Chińszczyzna



____________________________________________

w7dni CHINY        


Podróżowanie po Chinach sprawa skomplikowana? Gdzie pismo mają tak zagmatwane, wszystko wydaje się mniej zrozumiałe. Łamigłówką staje się rozkład jazdy pociągów, nie do rozszyfrowania jest plan kursowania autobusów. Ci z Chińczyków, którzy widząc Europejczyka zagubionym, sami zgłaszają się do pomocy, zwyczajowo znają angielski. Gdy jednak nie ma w pobliżu nikogo takiego, a konieczność zmusza do zaciągnięcia języka, niejednokrotnie zdarza się, że miejscowy interlokutor uzna za wielce pomocne w ułatwieniu porozumienia chińskie słowo pisane.

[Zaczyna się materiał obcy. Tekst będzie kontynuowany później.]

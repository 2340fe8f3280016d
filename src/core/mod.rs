//! Core logger types and traits

pub mod appender;
pub mod classifier;
pub mod context;
pub mod error;
pub mod field;
pub mod log_entry;
pub mod log_level;
pub mod metrics;
pub mod output_format;
pub mod router;
pub mod sink;
pub mod template;
pub mod timestamp;

pub use appender::Appender;
pub use classifier::{split_args, Arg};
pub use context::{enrich, CallContext, RequestContext};
pub use error::{LoggerError, Result};
pub use field::{Field, FieldValue};
pub use log_entry::LogEntry;
pub use log_level::{AtomicLevel, LogLevel};
pub use metrics::{MetricsSnapshot, SinkMetrics};
pub use output_format::OutputFormat;
pub use sink::{Event, Sink, SinkBuilder, StructuredSink};
pub use timestamp::TimestampFormat;
//! Structured sink: threshold check, fixed fields, appender fan-out

use super::{
    appender::Appender,
    error::Result,
    field::{Field, FieldValue},
    log_entry::LogEntry,
    log_level::{AtomicLevel, LogLevel},
    metrics::SinkMetrics,
};
use parking_lot::Mutex;
use std::panic::{self, AssertUnwindSafe, Location};
use std::sync::Arc;

/// What the facade hands to a sink: a finished message plus its fields.
#[derive(Debug, Clone, Default)]
pub struct Event {
    pub message: String,
    pub fields: Vec<Field>,
    pub caller: Option<&'static Location<'static>>,
}

impl Event {
    pub fn new(message: impl Into<String>, fields: Vec<Field>) -> Self {
        Self {
            message: message.into(),
            fields,
            caller: None,
        }
    }

    pub fn with_caller(mut self, caller: &'static Location<'static>) -> Self {
        self.caller = Some(caller);
        self
    }
}

/// Per-severity emission capability consumed by the router.
///
/// Implementations must be safe to call from many threads at once.
pub trait Sink: Send + Sync {
    fn info(&self, event: Event);
    fn warn(&self, event: Event);
    fn error(&self, event: Event);

    fn flush(&self) -> Result<()> {
        Ok(())
    }
}

/// The sink built by the factory.
///
/// Records below the shared threshold are counted and discarded before any
/// encoding. Every record gets the fixed fields first, then the event fields.
pub struct StructuredSink {
    level: Arc<AtomicLevel>,
    fixed_fields: Vec<Field>,
    appenders: Mutex<Vec<Box<dyn Appender>>>,
    metrics: Arc<SinkMetrics>,
}

impl StructuredSink {
    pub fn builder() -> SinkBuilder {
        SinkBuilder::new()
    }

    pub fn level(&self) -> &Arc<AtomicLevel> {
        &self.level
    }

    pub fn fixed_fields(&self) -> &[Field] {
        &self.fixed_fields
    }

    pub fn metrics(&self) -> &SinkMetrics {
        &self.metrics
    }

    pub fn appender_names(&self) -> Vec<String> {
        self.appenders
            .lock()
            .iter()
            .map(|appender| appender.name().to_string())
            .collect()
    }

    pub fn log(&self, level: LogLevel, event: Event) {
        if !self.level.enabled(level) {
            self.metrics.record_filtered();
            return;
        }

        let mut fields = Vec::with_capacity(self.fixed_fields.len() + event.fields.len());
        fields.extend(self.fixed_fields.iter().cloned());
        fields.extend(event.fields);

        let mut entry = LogEntry::new(level, event.message).with_fields(fields);
        entry.caller = event.caller;

        let mut appenders = self.appenders.lock();
        Self::process_sync(&mut appenders, &entry, &self.metrics);
    }

    /// Write `entry` to every appender, isolating failures and panics
    ///
    /// Returns true when at least one appender failed.
    fn process_sync(
        appenders: &mut [Box<dyn Appender>],
        entry: &LogEntry,
        metrics: &SinkMetrics,
    ) -> bool {
        let mut has_error = false;

        for (idx, appender) in appenders.iter_mut().enumerate() {
            let append_result = panic::catch_unwind(AssertUnwindSafe(|| appender.append(entry)));

            match append_result {
                Ok(Ok(())) => {}
                Ok(Err(e)) => {
                    eprintln!(
                        "[LOGGER ERROR] Appender #{} ({}) failed: {}",
                        idx,
                        appender.name(),
                        e
                    );
                    has_error = true;
                }
                Err(panic_info) => {
                    eprintln!(
                        "[LOGGER CRITICAL] Appender #{} panicked: {}. \
                         Other appenders continue to function.",
                        idx,
                        panic_message(panic_info.as_ref())
                    );
                    has_error = true;
                }
            }
        }

        if has_error {
            metrics.record_dropped();
        } else {
            metrics.record_logged();
        }

        has_error
    }
}

fn panic_message(payload: &(dyn std::any::Any + Send)) -> String {
    if let Some(s) = payload.downcast_ref::<&str>() {
        s.to_string()
    } else if let Some(s) = payload.downcast_ref::<String>() {
        s.clone()
    } else {
        "Unknown panic".to_string()
    }
}

impl Sink for StructuredSink {
    fn info(&self, event: Event) {
        self.log(LogLevel::Info, event);
    }

    fn warn(&self, event: Event) {
        self.log(LogLevel::Warn, event);
    }

    fn error(&self, event: Event) {
        self.log(LogLevel::Error, event);
    }

    fn flush(&self) -> Result<()> {
        let mut appenders = self.appenders.lock();
        for appender in appenders.iter_mut() {
            appender.flush()?;
        }
        Ok(())
    }
}

impl Drop for StructuredSink {
    fn drop(&mut self) {
        for (idx, appender) in self.appenders.get_mut().iter_mut().enumerate() {
            if let Err(e) = appender.flush() {
                eprintln!("[LOGGER ERROR] Appender #{} flush failed on drop: {}", idx, e);
            }
        }

        let totals = self.metrics.snapshot();
        if totals.dropped > 0 {
            eprintln!(
                "[LOGGER WARNING] Sink shutting down with {} dropped logs (drop rate: {:.2}%)",
                totals.dropped,
                totals.drop_rate()
            );
        }
    }
}

/// Builder for [`StructuredSink`]
///
/// # Example
/// ```
/// use request_logger::prelude::*;
/// use std::sync::Arc;
///
/// let level = Arc::new(AtomicLevel::new(LogLevel::Warn));
/// let sink = StructuredSink::builder()
///     .level(Arc::clone(&level))
///     .fixed_field("app_name", "svc")
///     .appender(ConsoleAppender::new())
///     .build();
///
/// assert_eq!(sink.fixed_fields().len(), 1);
/// ```
pub struct SinkBuilder {
    level: Option<Arc<AtomicLevel>>,
    fixed_fields: Vec<Field>,
    appenders: Vec<Box<dyn Appender>>,
}

impl SinkBuilder {
    pub fn new() -> Self {
        Self {
            level: None,
            fixed_fields: Vec::new(),
            appenders: Vec::new(),
        }
    }

    /// Share an existing threshold cell; a fresh `info` cell is used otherwise
    #[must_use = "builder methods return a new value"]
    pub fn level(mut self, level: Arc<AtomicLevel>) -> Self {
        self.level = Some(level);
        self
    }

    #[must_use = "builder methods return a new value"]
    pub fn fixed_field(mut self, key: impl Into<String>, value: impl Into<FieldValue>) -> Self {
        self.fixed_fields.push(Field::new(key, value));
        self
    }

    #[must_use = "builder methods return a new value"]
    pub fn appender<A: Appender + 'static>(mut self, appender: A) -> Self {
        self.appenders.push(Box::new(appender));
        self
    }

    pub fn build(self) -> StructuredSink {
        StructuredSink {
            level: self.level.unwrap_or_default(),
            fixed_fields: self.fixed_fields,
            appenders: Mutex::new(self.appenders),
            metrics: Arc::new(SinkMetrics::new()),
        }
    }
}

impl Default for SinkBuilder {
    fn default() -> Self {
        Self::new()
    }
}
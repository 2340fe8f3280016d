//! # Request Logger
//!
//! A structured logging facade that enriches records with request context.
//!
//! ## Features
//!
//! - **Context enrichment**: web requests contribute path, trace id and
//!   origin application; other contexts are logged by display string
//! - **Mixed arguments**: printf-style values and structured fields in one
//!   argument list
//! - **Two sinks**: colored console output or JSON lines in rotating files
//! - **Runtime threshold**: one atomic severity cell, adjustable at any time
//! - **Query tracing**: a database logger adapter with slow-query detection
//!
//! ```no_run
//! use request_logger::{config, global, Arg, Field};
//!
//! global::init(vec![
//!     config::set_app_name("orders"),
//!     config::set_log_path("/var/log/app"),
//! ]);
//!
//! global::info("order %s created", &[Arg::from("A-17"), Arg::from(Field::new("items", 3))]);
//! ```

pub mod appenders;
pub mod config;
pub mod core;
pub mod factory;
pub mod global;
pub mod logger;
pub mod macros;
pub mod query;

pub mod prelude {
    pub use crate::appenders::{ConsoleAppender, JsonAppender, RotatingFileWriter, RotationOptions};
    pub use crate::config::{LogConfig, LogOption, SinkType};
    pub use crate::core::{
        Appender, Arg, AtomicLevel, CallContext, Event, Field, FieldValue, LogEntry, LogLevel,
        LoggerError, MetricsSnapshot, OutputFormat, RequestContext, Result, Sink, SinkBuilder,
        SinkMetrics, StructuredSink, TimestampFormat,
    };
    pub use crate::logger::Logger;
    pub use crate::query::{QueryLogLevel, QueryLogger, QueryTracer};
}

pub use appenders::{ConsoleAppender, JsonAppender, RotatingFileWriter, RotationOptions};
pub use config::{LogConfig, LogOption, SinkType};
pub use core::{
    enrich, split_args, Appender, Arg, AtomicLevel, CallContext, Event, Field, FieldValue,
    LogEntry, LogLevel, LoggerError, MetricsSnapshot, OutputFormat, RequestContext, Result, Sink,
    SinkBuilder, SinkMetrics, StructuredSink, TimestampFormat,
};
pub use logger::Logger;
pub use query::{QueryLogLevel, QueryLogger, QueryTracer};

Na pekińskim dworcu pewien starszy wiekiem strażnik, by poinformować o niemożności zakupu biletu w automatach, zaciągnął nas przed tablicę ze stosownym obwieszczeniem i wskazując palcem na kolejne znaki – jak dobry belfer,  odczytywał je rytmicznie z dumą i cierpliwością raz jeden i raz drugi. Kiwaliśmy głowami. Kiwał głową “belfer”. “Xièxie”* – rzekliśmy grzecznie na odchodnym. Zrozumieliśmy tekst? Hm…   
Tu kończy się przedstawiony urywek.